A Devotional Journey
led by Dr. Gene Pearson
Thru the Bible in a Year
While Jehoash is disobeying God in Israel, Amaziah is following Him
more faithfully in Judah, although still failing to remove the high places. After accomplishing the partial re-conquest of Edom, Amaziah challenges Jehoash and the two engage in war. Without pause for theological reflection on the triumph of the less faithful king over the more faithful one, the writer simply records that Amaziah was defeated and a section of the wall of Jerusalem torn down by Jehoash in retaliation for the actions of his defeated counterpart.
The narrative runs through a number of kings of both Israel and Judah
, until it comes to Hoshea, the last king of Israel, and the Assyrian Exile. In the end, we are told that “All this took place because the Israelites had sinned against the LORD their God....They worshiped other gods and followed the practices of the nations the LORD had driven out before them....The Israelites secretly did things against the LORD their God that were not right.......So the LORD was angry with Israel and removed them from His presence.”
As Israel is led away into captivity
, other people are settled in their place (people from Babylon, and other regions conquered by the Assyrians) on the premise that moving people out of their familiar locales made them easier to control and assimilate into the empire.
The settlement of these aliens was mainly in the area later known as Samaria.
So many disasters occurred that the Assyrian king was moved to send one of the priests of God, taken with the captives to Assyria, back to the area to instruct the people in how to worship Him. This was done on the assumption that each place had its own god and that you needed to know and appease the local god in order to prosper.
The judgment against the Samaritans
which would come down through the centuries to the time of Jesus Christ is recorded in 17:34: “To this day they persist in their former practices. They neither worship the LORD nor adhere to the decrees and ordinances, the laws...the LORD gave...Even while they were worshiping the LORD, they were serving their idols. To this day their children and grandchildren continue to do as their fathers did.”

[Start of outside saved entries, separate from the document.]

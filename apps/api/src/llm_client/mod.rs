//! LLM Client — the single point of entry for all Gemini API calls in ClauseLens.
//!
//! No other module may call the provider directly. The analysis pipeline only
//! sees the `CompletionProvider` trait, so tests can swap in a scripted provider.

use std::time::Duration;

use async_trait::async_trait;
use reqwest::Client;
use serde::{Deserialize, Serialize};
use thiserror::Error;
use tracing::{debug, warn};

pub mod prompts;
#[cfg(test)]
pub mod testing;

const GENERATE_CONTENT_PATH: &str = "v1beta/models";
const API_KEY_HEADER: &str = "x-goog-api-key";

#[derive(Debug, Error)]
pub enum LlmError {
    #[error("HTTP error: {0}")]
    Http(#[from] reqwest::Error),

    #[error("API error (status {status}): {message}")]
    Api { status: u16, message: String },

    #[error("JSON parse error: {0}")]
    Parse(#[from] serde_json::Error),

    #[error("Rate limited after {retries} attempts")]
    RateLimited { retries: u32 },

    #[error("LLM returned empty content")]
    EmptyContent,

    #[error("Prompt blocked by provider: {0}")]
    Blocked(String),
}

/// The abstract Model Completion Service: one prompt in, free-form text out.
///
/// Implementations must be safe to share across concurrent analyses.
#[async_trait]
pub trait CompletionProvider: Send + Sync {
    async fn complete(&self, prompt: &str) -> Result<String, LlmError>;

    /// Model identifier, reported by `/health` and in logs.
    fn model(&self) -> &str;
}

/// Provider settings, built once at startup from `Config`.
#[derive(Debug, Clone)]
pub struct LlmSettings {
    pub api_key: String,
    pub model: String,
    pub base_url: String,
    pub timeout_secs: u64,
    /// Total attempts for retryable transport failures (429, 5xx, connection errors).
    pub max_retries: u32,
    pub temperature: Option<f32>,
}

#[derive(Debug, Serialize)]
#[serde(rename_all = "camelCase")]
struct GenerateContentRequest<'a> {
    contents: Vec<GeminiContent<'a>>,
    #[serde(skip_serializing_if = "Option::is_none")]
    generation_config: Option<GenerationConfig>,
}

#[derive(Debug, Serialize)]
struct GeminiContent<'a> {
    role: &'a str,
    parts: Vec<GeminiPart<'a>>,
}

#[derive(Debug, Serialize)]
struct GeminiPart<'a> {
    text: &'a str,
}

#[derive(Debug, Serialize)]
#[serde(rename_all = "camelCase")]
struct GenerationConfig {
    temperature: f32,
}

#[derive(Debug, Deserialize)]
#[serde(rename_all = "camelCase")]
pub struct LlmResponse {
    #[serde(default)]
    pub candidates: Vec<Candidate>,
    pub prompt_feedback: Option<PromptFeedback>,
    pub usage_metadata: Option<UsageMetadata>,
}

#[derive(Debug, Deserialize)]
#[serde(rename_all = "camelCase")]
pub struct Candidate {
    pub content: Option<CandidateContent>,
    pub finish_reason: Option<String>,
}

#[derive(Debug, Deserialize)]
pub struct CandidateContent {
    #[serde(default)]
    pub parts: Vec<ResponsePart>,
}

#[derive(Debug, Deserialize)]
pub struct ResponsePart {
    pub text: Option<String>,
}

#[derive(Debug, Deserialize)]
#[serde(rename_all = "camelCase")]
pub struct PromptFeedback {
    pub block_reason: Option<String>,
}

#[derive(Debug, Deserialize)]
#[serde(rename_all = "camelCase")]
pub struct UsageMetadata {
    #[serde(default)]
    pub prompt_token_count: u32,
    #[serde(default)]
    pub candidates_token_count: u32,
}

impl LlmResponse {
    /// Concatenates the text parts of the first candidate.
    pub fn text(&self) -> Option<String> {
        let parts = &self.candidates.first()?.content.as_ref()?.parts;
        let text: String = parts.iter().filter_map(|p| p.text.as_deref()).collect();
        if text.trim().is_empty() {
            None
        } else {
            Some(text)
        }
    }

    fn block_reason(&self) -> Option<&str> {
        self.prompt_feedback
            .as_ref()
            .and_then(|f| f.block_reason.as_deref())
    }
}

#[derive(Debug, Deserialize)]
struct GeminiError {
    error: GeminiErrorBody,
}

#[derive(Debug, Deserialize)]
struct GeminiErrorBody {
    message: String,
}

/// The single LLM client used by the analysis pipeline.
/// Wraps the Gemini `generateContent` API with transport-level retry.
#[derive(Clone)]
pub struct LlmClient {
    client: Client,
    settings: LlmSettings,
}

impl LlmClient {
    pub fn new(settings: LlmSettings) -> Result<Self, LlmError> {
        let client = Client::builder()
            .timeout(Duration::from_secs(settings.timeout_secs))
            .build()?;
        Ok(Self { client, settings })
    }

    fn endpoint(&self) -> String {
        format!(
            "{}/{}/{}:generateContent",
            self.settings.base_url, GENERATE_CONTENT_PATH, self.settings.model
        )
    }

    /// Makes a raw call to the Gemini API, returning the full response object.
    /// Retries on 429 (rate limit), 5xx and connection errors with exponential backoff.
    pub async fn call(&self, prompt: &str) -> Result<LlmResponse, LlmError> {
        let request_body = GenerateContentRequest {
            contents: vec![GeminiContent {
                role: "user",
                parts: vec![GeminiPart { text: prompt }],
            }],
            generation_config: self
                .settings
                .temperature
                .map(|temperature| GenerationConfig { temperature }),
        };
        let url = self.endpoint();
        let max_attempts = self.settings.max_retries.max(1);

        let mut last_error: Option<LlmError> = None;

        for attempt in 0..max_attempts {
            if attempt > 0 {
                // Exponential backoff: 1s, 2s, 4s
                let delay = Duration::from_millis(1000 * (1 << (attempt - 1).min(5)));
                warn!(
                    "LLM call attempt {} failed, retrying after {}ms...",
                    attempt,
                    delay.as_millis()
                );
                tokio::time::sleep(delay).await;
            }

            let response = self
                .client
                .post(&url)
                .header(API_KEY_HEADER, &self.settings.api_key)
                .json(&request_body)
                .send()
                .await;

            let response = match response {
                Ok(r) => r,
                Err(e) => {
                    last_error = Some(LlmError::Http(e));
                    continue;
                }
            };

            let status = response.status();

            if status.as_u16() == 429 {
                warn!("LLM API rate limited the request");
                last_error = Some(LlmError::RateLimited {
                    retries: attempt + 1,
                });
                continue;
            }

            if status.is_server_error() {
                let body = response.text().await.unwrap_or_default();
                warn!("LLM API returned {}: {}", status, body);
                last_error = Some(LlmError::Api {
                    status: status.as_u16(),
                    message: extract_error_message(body),
                });
                continue;
            }

            if !status.is_success() {
                let body = response.text().await.unwrap_or_default();
                return Err(LlmError::Api {
                    status: status.as_u16(),
                    message: extract_error_message(body),
                });
            }

            let body = response.text().await?;
            let llm_response: LlmResponse = serde_json::from_str(&body)?;

            if let Some(usage) = &llm_response.usage_metadata {
                debug!(
                    "LLM call succeeded: prompt_tokens={}, candidate_tokens={}",
                    usage.prompt_token_count, usage.candidates_token_count
                );
            }

            return Ok(llm_response);
        }

        Err(last_error.unwrap_or(LlmError::RateLimited {
            retries: max_attempts,
        }))
    }
}

#[async_trait]
impl CompletionProvider for LlmClient {
    async fn complete(&self, prompt: &str) -> Result<String, LlmError> {
        let response = self.call(prompt).await?;

        if let Some(reason) = response.block_reason() {
            return Err(LlmError::Blocked(reason.to_string()));
        }

        if let Some(reason) = response
            .candidates
            .first()
            .and_then(|c| c.finish_reason.as_deref())
        {
            if reason != "STOP" {
                debug!("LLM candidate finished with reason {reason}");
            }
        }

        response.text().ok_or(LlmError::EmptyContent)
    }

    fn model(&self) -> &str {
        &self.settings.model
    }
}

/// Pulls `error.message` out of a Gemini error body, falling back to the raw body.
fn extract_error_message(body: String) -> String {
    serde_json::from_str::<GeminiError>(&body)
        .map(|e| e.error.message)
        .unwrap_or(body)
}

One of the lessons of Israel
is that sooner of later God will act on His own behalf. He is patient and understanding; He is gracious and forgiving; but He is also righteous and just. No one may violate His standards with impunity.
We need to remember
that while God may not remove all of our possessions or prosperity in response to our disregard for His standards and His will, sooner or later, we will experience His discipline. As believers this is not designed to cut us off
from Him, but to bring us back.
What do you need to change in your life in order to be more faithful to God.